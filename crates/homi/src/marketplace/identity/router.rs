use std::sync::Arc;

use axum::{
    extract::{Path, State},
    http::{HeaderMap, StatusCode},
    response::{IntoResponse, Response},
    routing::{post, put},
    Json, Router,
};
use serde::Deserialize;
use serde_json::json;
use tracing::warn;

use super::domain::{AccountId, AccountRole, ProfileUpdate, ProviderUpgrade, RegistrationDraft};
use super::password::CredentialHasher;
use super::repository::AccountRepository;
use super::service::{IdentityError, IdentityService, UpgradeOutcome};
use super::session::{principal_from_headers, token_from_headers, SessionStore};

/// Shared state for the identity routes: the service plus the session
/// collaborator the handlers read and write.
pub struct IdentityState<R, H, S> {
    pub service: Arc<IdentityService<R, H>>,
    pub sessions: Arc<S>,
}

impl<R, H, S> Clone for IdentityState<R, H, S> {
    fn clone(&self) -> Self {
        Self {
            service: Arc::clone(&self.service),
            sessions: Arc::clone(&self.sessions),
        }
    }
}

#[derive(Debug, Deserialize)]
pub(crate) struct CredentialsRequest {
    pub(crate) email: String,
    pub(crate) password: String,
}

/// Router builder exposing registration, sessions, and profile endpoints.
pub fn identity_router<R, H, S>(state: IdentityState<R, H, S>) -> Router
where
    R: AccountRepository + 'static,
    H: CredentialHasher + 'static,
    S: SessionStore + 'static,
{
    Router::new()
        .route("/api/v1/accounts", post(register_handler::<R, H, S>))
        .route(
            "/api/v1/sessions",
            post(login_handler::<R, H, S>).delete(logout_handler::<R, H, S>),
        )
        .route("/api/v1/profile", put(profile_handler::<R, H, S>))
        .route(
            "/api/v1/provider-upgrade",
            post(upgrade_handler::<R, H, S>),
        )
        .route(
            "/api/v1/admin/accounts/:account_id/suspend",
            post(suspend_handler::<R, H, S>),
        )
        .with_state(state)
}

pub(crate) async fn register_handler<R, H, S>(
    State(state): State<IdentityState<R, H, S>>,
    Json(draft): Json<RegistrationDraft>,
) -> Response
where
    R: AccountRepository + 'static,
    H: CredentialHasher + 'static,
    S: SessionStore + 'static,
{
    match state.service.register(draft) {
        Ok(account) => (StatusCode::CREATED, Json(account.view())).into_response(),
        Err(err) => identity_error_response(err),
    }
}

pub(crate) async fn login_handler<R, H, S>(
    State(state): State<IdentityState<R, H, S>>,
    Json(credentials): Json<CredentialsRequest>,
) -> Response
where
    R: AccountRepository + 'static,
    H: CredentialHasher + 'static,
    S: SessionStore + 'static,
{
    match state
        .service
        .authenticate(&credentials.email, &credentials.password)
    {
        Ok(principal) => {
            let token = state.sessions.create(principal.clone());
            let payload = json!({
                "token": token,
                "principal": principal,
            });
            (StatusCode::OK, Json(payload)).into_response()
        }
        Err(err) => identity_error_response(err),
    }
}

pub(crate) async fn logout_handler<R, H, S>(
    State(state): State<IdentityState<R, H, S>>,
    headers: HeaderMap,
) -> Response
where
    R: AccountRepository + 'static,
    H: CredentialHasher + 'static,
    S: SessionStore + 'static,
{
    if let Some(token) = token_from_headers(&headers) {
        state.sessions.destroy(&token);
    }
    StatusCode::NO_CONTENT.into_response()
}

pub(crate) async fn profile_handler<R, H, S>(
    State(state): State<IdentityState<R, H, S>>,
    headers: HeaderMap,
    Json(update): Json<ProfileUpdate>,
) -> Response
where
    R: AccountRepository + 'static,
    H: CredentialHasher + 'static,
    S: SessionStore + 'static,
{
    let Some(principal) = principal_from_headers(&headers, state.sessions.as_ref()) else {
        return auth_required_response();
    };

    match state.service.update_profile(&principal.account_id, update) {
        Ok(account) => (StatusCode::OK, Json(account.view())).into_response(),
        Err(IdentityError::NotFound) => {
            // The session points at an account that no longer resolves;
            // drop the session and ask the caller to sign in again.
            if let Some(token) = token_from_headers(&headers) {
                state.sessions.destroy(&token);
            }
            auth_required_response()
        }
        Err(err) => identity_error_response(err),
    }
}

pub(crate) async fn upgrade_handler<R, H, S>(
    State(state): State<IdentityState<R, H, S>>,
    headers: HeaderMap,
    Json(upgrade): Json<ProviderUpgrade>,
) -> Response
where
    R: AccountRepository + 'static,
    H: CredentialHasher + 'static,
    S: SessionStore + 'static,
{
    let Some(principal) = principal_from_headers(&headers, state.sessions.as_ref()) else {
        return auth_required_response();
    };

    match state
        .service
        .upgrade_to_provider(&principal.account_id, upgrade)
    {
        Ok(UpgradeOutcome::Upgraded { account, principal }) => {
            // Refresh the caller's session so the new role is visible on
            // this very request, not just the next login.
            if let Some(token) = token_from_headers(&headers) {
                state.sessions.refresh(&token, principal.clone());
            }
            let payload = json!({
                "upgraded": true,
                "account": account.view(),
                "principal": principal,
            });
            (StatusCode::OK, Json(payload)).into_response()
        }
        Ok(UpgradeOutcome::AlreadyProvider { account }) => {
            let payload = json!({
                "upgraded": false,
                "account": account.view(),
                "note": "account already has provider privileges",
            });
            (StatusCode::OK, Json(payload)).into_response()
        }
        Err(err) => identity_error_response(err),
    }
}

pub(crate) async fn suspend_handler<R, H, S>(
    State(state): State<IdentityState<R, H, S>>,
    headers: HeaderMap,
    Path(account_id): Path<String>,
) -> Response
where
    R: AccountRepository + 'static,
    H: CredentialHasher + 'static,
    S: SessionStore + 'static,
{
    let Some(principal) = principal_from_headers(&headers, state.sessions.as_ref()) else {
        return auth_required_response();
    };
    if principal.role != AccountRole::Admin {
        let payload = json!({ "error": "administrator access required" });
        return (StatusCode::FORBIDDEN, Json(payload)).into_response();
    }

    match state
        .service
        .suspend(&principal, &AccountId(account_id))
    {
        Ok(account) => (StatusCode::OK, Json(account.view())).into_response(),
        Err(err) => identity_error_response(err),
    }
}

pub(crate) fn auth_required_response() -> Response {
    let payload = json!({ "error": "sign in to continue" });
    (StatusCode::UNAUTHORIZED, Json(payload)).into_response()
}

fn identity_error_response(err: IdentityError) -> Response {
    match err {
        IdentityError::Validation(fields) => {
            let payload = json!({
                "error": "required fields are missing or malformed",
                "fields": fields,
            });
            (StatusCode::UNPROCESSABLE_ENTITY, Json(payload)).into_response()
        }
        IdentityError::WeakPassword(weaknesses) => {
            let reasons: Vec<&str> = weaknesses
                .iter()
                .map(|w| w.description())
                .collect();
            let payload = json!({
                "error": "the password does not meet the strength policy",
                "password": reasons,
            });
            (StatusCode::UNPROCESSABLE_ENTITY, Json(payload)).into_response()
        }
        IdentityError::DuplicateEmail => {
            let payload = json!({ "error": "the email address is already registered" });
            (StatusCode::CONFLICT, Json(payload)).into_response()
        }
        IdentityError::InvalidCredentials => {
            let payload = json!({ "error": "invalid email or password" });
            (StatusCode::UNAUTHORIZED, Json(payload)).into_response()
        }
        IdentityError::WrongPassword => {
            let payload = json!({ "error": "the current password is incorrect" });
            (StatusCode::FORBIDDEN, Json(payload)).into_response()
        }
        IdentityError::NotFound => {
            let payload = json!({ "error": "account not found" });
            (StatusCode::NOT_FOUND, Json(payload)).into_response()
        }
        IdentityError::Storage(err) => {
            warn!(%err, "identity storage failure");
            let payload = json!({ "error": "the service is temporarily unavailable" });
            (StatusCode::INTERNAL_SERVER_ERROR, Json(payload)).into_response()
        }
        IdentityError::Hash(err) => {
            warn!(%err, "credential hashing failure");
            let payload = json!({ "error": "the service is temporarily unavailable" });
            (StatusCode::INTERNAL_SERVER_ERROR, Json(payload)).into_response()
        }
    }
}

◆ ◆ ◆ ◆

● PROBLEM TO WORK ON:
With the first line of the records as the start and the line holding "use serde::Deserialize;" as the end, please copy exactly those lines and no others.

● ANSWER BOX:
filename crates/homi/src/marketplace/identity/router.rs
use std::sync::Arc;

use axum::{
    extract::{Path, State},
    http::{HeaderMap, StatusCode},
    response::{IntoResponse, Response},
    routing::{post, put},
    Json, Router,
};
use serde::Deserialize;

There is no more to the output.